I = double(imread('peppers.png'));
X = reshape(I,size(I,1)*size(I,2),3);
coeff = pca(X);
Itransformed = X*coeff;
Ipc1 = reshape(Itransformed(:,1),size(I,1),size(I,2));
Ipc2 = reshape(Itransformed(:,2),size(I,1),size(I,2));
Ipc3 = reshape(Itransformed(:,3),size(I,1),size(I,2));
In case you don’t want to use pca(), the same computation can be done without the use of pca() with a few more steps using base MATLAB functions.
Hope this helps.
Also attached are some full demos.
More Answers (7)
Devan Marçal on 13 Aug 2015
in your example you used PCA in just one image.
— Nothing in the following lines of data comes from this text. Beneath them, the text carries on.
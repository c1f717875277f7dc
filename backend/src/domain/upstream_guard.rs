//! Admission control for provider calls.
//!
//! Every gateway call made by the resolvers passes through
//! [`GuardedGeoGateway`]: a shared semaphore bounds how many calls are in
//! flight across all requests, and each call is cut off after the
//! configured timeout.

use std::future::Future;
use std::sync::Arc;
use std::time::Duration;

use async_trait::async_trait;
use tokio::sync::Semaphore;
use tracing::warn;
use url::Url;

use super::Coordinate;
use super::ports::{
    GeoGateway, GeoGatewayError, PlaceSearchRequest, ProviderPlace, ProviderRoute,
    ReverseGeocodeResult, RouteRequest, StaticMapOptions,
};

/// Gateway decorator enforcing a concurrency limit and per-call timeout.
pub struct GuardedGeoGateway {
    inner: Arc<dyn GeoGateway>,
    call_semaphore: Arc<Semaphore>,
    timeout: Duration,
}

impl GuardedGeoGateway {
    /// Wrap `inner`, allowing at most `max_concurrent_calls` (minimum one)
    /// calls at a time.
    pub fn new(inner: Arc<dyn GeoGateway>, max_concurrent_calls: usize, timeout: Duration) -> Self {
        Self {
            inner,
            call_semaphore: Arc::new(Semaphore::new(max_concurrent_calls.max(1))),
            timeout,
        }
    }

    async fn admit<T, F>(&self, operation: &'static str, call: F) -> Result<T, GeoGatewayError>
    where
        F: Future<Output = Result<T, GeoGatewayError>> + Send,
    {
        let _permit = self
            .call_semaphore
            .acquire()
            .await
            .map_err(|_| GeoGatewayError::rejected("upstream call semaphore closed"))?;
        match tokio::time::timeout(self.timeout, call).await {
            Ok(result) => result,
            Err(_) => {
                warn!(operation, timeout_ms = self.timeout.as_millis(), "upstream call timed out");
                Err(GeoGatewayError::timeout(format!(
                    "{operation} exceeded {}ms",
                    self.timeout.as_millis()
                )))
            }
        }
    }
}

#[async_trait]
impl GeoGateway for GuardedGeoGateway {
    async fn reverse_geocode(
        &self,
        coordinate: Coordinate,
    ) -> Result<ReverseGeocodeResult, GeoGatewayError> {
        self.admit("reverse_geocode", self.inner.reverse_geocode(coordinate))
            .await
    }

    async fn search_places(
        &self,
        request: &PlaceSearchRequest,
    ) -> Result<Vec<ProviderPlace>, GeoGatewayError> {
        self.admit("search_places", self.inner.search_places(request))
            .await
    }

    async fn compute_route(&self, request: &RouteRequest) -> Result<ProviderRoute, GeoGatewayError> {
        self.admit("compute_route", self.inner.compute_route(request))
            .await
    }

    async fn legacy_directions(
        &self,
        request: &RouteRequest,
    ) -> Result<ProviderRoute, GeoGatewayError> {
        self.admit("legacy_directions", self.inner.legacy_directions(request))
            .await
    }

    fn static_image_url(
        &self,
        coordinate: Coordinate,
        options: &StaticMapOptions,
    ) -> Result<Url, GeoGatewayError> {
        self.inner.static_image_url(coordinate, options)
    }
}
//! Diesel table definitions. Must match `backend/migrations`.
//!
//! The optional PostGIS `geom` column on `cities` is deliberately absent;
//! spatial queries go through raw SQL.

diesel::table! {
    /// Reference cities keyed by `(name, country)`.
    cities (id) {
        id -> Int8,
        name -> Text,
        country -> Text,
        state -> Nullable<Text>,
        latitude -> Float8,
        longitude -> Float8,
        population -> Nullable<Int8>,
        is_major_city -> Bool,
        timezone -> Nullable<Text>,
        created_at -> Timestamptz,
        updated_at -> Timestamptz,
    }
}

diesel::table! {
    /// Latest analysis bundle per rounded coordinate.
    analysis_bundles (coordinate_key) {
        coordinate_key -> Text,
        latitude -> Float8,
        longitude -> Float8,
        strategy -> Text,
        payload -> Jsonb,
        generated_at -> Timestamptz,
        updated_at -> Timestamptz,
    }
}
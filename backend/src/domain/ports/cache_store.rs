//! Port interface for the time-to-live cache of analysis fragments.
//!
//! Adapters store opaque JSON payloads; typed access and timeouts live in
//! [`crate::domain::cache_access`].

use std::time::Duration;

use async_trait::async_trait;
use chrono::{DateTime, Utc};
use serde::{Deserialize, Serialize};

use super::{CacheKey, define_port_error};

/// Independent cache namespaces, each with its own TTL.
#[derive(Debug, Clone, Copy, PartialEq, Eq, Hash, Serialize, Deserialize)]
#[serde(rename_all = "snake_case")]
pub enum CacheCategory {
    Geocoding,
    AdminHierarchy,
    PoiData,
    Imagery,
    Routes,
}

impl CacheCategory {
    /// Identifier embedded in cache keys.
    pub const fn as_str(self) -> &'static str {
        match self {
            Self::Geocoding => "geocoding",
            Self::AdminHierarchy => "admin_hierarchy",
            Self::PoiData => "poi_data",
            Self::Imagery => "imagery",
            Self::Routes => "routes",
        }
    }
}

/// A stored payload with its absolute expiry.
///
/// Entries are never served at or after `expires_at`.
#[derive(Debug, Clone, PartialEq, Serialize, Deserialize)]
pub struct CacheEntry {
    /// Full cache key the entry was written under.
    pub key: String,
    /// Namespace the entry was written under.
    pub category: CacheCategory,
    /// Serialised JSON payload.
    pub payload: String,
    /// Instant after which the entry is a miss.
    pub expires_at: DateTime<Utc>,
}

impl CacheEntry {
    /// Whether the entry may still be served at `now`.
    pub fn is_live(&self, now: DateTime<Utc>) -> bool {
        now < self.expires_at
    }
}

define_port_error! {
    /// Errors surfaced by cache adapters.
    pub enum CacheStoreError {
        /// Cache backend is unavailable or timing out.
        Backend { message: String } => "cache backend failure: {message}",
        /// Stored content could not be encoded or decoded.
        Serialization { message: String } => "cache serialisation failed: {message}",
    }
}

/// Key/value store with per-entry expiry.
///
/// Concurrent writers to one key are last-write-wins.
#[cfg_attr(test, mockall::automock)]
#[async_trait]
pub trait CacheStore: Send + Sync {
    /// Read a live payload for `key`, or `None` on miss or expiry.
    async fn get(
        &self,
        key: &CacheKey,
        category: CacheCategory,
    ) -> Result<Option<String>, CacheStoreError>;

    /// Store `payload` under `key` for at most `ttl`.
    async fn set(
        &self,
        key: &CacheKey,
        category: CacheCategory,
        payload: String,
        ttl: Duration,
    ) -> Result<(), CacheStoreError>;
}

/// Cache that never holds anything.
#[derive(Debug, Default, Clone, Copy)]
pub struct FixtureCacheStore;

#[async_trait]
impl CacheStore for FixtureCacheStore {
    async fn get(
        &self,
        _key: &CacheKey,
        _category: CacheCategory,
    ) -> Result<Option<String>, CacheStoreError> {
        Ok(None)
    }

    async fn set(
        &self,
        _key: &CacheKey,
        _category: CacheCategory,
        _payload: String,
        _ttl: Duration,
    ) -> Result<(), CacheStoreError> {
        Ok(())
    }
}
I have an image bank a total of ~ 800 images. If I make a loop (if, while, etc ..) using the PCA function for each image individually, will be using this command wrong or inefficiently?
Thanks a lot.
Anitha Anbazhagan on 17 Sep 2016
I have 200 ROIs from each of the 50 images. For each ROI, I have 96 feature vectors for four different frequency bands. It seems very high dimensional. How to apply PCA for this? PCA should be applied to data matrix. Do I have to apply for each image or each ROI?
Mina Kh on 11 Dec 2016
Hi. I have multispectral( multi channel) data and I want to apply PCA to reduce the number of channel. Can u give me some hint?Which code i have to use?